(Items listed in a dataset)
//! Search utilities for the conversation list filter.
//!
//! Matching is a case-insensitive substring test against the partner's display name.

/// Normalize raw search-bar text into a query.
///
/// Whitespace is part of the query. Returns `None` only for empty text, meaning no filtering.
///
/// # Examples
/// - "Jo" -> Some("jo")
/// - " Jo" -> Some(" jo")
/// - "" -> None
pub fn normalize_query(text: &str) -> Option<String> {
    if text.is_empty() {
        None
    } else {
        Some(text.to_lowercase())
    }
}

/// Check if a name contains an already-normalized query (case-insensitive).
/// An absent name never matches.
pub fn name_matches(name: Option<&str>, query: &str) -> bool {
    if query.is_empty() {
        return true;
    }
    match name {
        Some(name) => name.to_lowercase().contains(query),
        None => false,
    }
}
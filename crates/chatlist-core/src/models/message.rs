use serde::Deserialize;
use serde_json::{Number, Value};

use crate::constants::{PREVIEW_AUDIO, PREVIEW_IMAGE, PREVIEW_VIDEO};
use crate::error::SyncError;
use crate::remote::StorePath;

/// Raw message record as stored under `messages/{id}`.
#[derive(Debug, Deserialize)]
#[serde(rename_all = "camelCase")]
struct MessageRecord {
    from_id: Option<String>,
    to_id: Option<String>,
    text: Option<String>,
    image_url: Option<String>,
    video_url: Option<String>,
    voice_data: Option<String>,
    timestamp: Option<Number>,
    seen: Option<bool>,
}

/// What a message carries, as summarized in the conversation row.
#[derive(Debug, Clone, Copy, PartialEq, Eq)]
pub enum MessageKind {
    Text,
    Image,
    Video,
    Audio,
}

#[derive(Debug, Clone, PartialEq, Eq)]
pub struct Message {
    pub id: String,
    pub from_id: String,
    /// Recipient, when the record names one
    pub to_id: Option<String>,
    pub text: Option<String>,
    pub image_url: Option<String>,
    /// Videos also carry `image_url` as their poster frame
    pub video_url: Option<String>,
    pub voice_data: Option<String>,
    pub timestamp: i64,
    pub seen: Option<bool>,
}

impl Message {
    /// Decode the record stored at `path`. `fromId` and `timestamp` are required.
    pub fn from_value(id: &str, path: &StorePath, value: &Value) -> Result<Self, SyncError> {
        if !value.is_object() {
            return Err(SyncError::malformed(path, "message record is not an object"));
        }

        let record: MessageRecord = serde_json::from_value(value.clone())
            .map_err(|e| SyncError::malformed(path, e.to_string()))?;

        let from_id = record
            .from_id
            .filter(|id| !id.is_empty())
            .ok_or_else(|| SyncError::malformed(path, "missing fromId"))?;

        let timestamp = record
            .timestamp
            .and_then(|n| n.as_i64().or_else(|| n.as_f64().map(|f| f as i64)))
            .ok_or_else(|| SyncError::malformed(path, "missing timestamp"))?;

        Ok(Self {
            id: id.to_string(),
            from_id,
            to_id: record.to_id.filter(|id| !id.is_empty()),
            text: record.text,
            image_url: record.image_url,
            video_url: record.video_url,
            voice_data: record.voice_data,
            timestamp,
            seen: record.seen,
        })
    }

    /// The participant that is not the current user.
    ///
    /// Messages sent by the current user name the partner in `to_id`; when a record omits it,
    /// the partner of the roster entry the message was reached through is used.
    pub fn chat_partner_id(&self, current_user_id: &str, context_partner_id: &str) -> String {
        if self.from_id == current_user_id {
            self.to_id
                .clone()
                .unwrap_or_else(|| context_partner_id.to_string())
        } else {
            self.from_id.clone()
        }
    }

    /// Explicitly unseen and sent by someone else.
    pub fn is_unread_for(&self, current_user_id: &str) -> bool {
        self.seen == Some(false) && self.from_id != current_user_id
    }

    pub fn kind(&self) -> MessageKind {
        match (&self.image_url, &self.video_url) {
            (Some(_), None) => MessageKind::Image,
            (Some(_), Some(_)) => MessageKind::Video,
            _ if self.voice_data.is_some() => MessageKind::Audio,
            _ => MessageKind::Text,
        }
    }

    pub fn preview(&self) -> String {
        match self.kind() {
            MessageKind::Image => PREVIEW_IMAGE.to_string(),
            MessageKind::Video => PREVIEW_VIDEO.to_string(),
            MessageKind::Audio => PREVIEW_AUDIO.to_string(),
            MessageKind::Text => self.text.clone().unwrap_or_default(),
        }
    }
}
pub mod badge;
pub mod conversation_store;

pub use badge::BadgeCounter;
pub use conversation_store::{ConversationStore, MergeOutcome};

* * *

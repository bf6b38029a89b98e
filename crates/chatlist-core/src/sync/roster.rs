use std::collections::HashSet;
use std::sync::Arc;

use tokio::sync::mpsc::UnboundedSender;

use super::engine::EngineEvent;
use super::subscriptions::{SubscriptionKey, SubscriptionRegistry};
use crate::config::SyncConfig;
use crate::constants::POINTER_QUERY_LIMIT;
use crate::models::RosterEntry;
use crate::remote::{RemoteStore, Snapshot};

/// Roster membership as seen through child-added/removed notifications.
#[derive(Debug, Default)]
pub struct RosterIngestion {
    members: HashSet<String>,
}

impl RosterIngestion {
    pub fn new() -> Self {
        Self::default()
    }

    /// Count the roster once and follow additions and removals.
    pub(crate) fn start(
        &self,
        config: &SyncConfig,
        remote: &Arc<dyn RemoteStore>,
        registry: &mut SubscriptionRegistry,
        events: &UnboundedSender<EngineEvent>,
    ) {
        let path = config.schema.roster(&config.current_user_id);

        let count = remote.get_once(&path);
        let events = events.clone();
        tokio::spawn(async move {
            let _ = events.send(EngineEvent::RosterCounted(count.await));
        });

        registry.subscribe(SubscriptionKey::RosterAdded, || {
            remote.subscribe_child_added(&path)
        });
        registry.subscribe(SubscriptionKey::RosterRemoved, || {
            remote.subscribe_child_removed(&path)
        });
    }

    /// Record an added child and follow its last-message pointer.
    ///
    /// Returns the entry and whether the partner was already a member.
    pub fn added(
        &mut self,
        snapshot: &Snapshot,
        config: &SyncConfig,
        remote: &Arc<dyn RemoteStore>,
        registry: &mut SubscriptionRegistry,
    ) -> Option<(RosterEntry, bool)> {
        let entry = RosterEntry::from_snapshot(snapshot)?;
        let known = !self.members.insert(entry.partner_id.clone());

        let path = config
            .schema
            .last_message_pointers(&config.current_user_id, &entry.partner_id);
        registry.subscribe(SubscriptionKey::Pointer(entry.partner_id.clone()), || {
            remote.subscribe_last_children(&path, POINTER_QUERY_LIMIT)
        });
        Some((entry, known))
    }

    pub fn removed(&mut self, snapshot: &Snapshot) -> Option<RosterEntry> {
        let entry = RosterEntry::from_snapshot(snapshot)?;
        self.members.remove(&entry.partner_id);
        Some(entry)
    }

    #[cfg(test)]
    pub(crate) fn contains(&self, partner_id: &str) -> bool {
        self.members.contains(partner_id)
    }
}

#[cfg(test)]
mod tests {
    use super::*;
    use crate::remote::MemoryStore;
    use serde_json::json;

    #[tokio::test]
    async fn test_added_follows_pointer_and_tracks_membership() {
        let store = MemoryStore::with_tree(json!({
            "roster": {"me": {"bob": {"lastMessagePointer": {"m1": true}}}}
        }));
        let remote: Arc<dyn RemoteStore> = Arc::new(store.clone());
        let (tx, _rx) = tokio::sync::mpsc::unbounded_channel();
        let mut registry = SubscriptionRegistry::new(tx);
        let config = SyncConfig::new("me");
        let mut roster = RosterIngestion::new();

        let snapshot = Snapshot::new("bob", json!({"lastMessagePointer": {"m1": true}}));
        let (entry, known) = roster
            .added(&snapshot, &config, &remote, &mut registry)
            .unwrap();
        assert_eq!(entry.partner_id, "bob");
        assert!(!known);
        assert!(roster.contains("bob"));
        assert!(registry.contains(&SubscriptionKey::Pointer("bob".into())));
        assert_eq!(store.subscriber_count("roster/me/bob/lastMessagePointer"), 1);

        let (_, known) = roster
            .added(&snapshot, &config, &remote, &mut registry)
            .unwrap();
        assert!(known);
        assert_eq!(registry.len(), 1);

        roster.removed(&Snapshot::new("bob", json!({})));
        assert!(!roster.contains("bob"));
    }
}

● **Exercise requirements**
The result should be every line that contains "MessageRecord", copied from the entries.

● **Solution to this exercise**
struct MessageRecord {
        let record: MessageRecord = serde_json::from_value(value.clone())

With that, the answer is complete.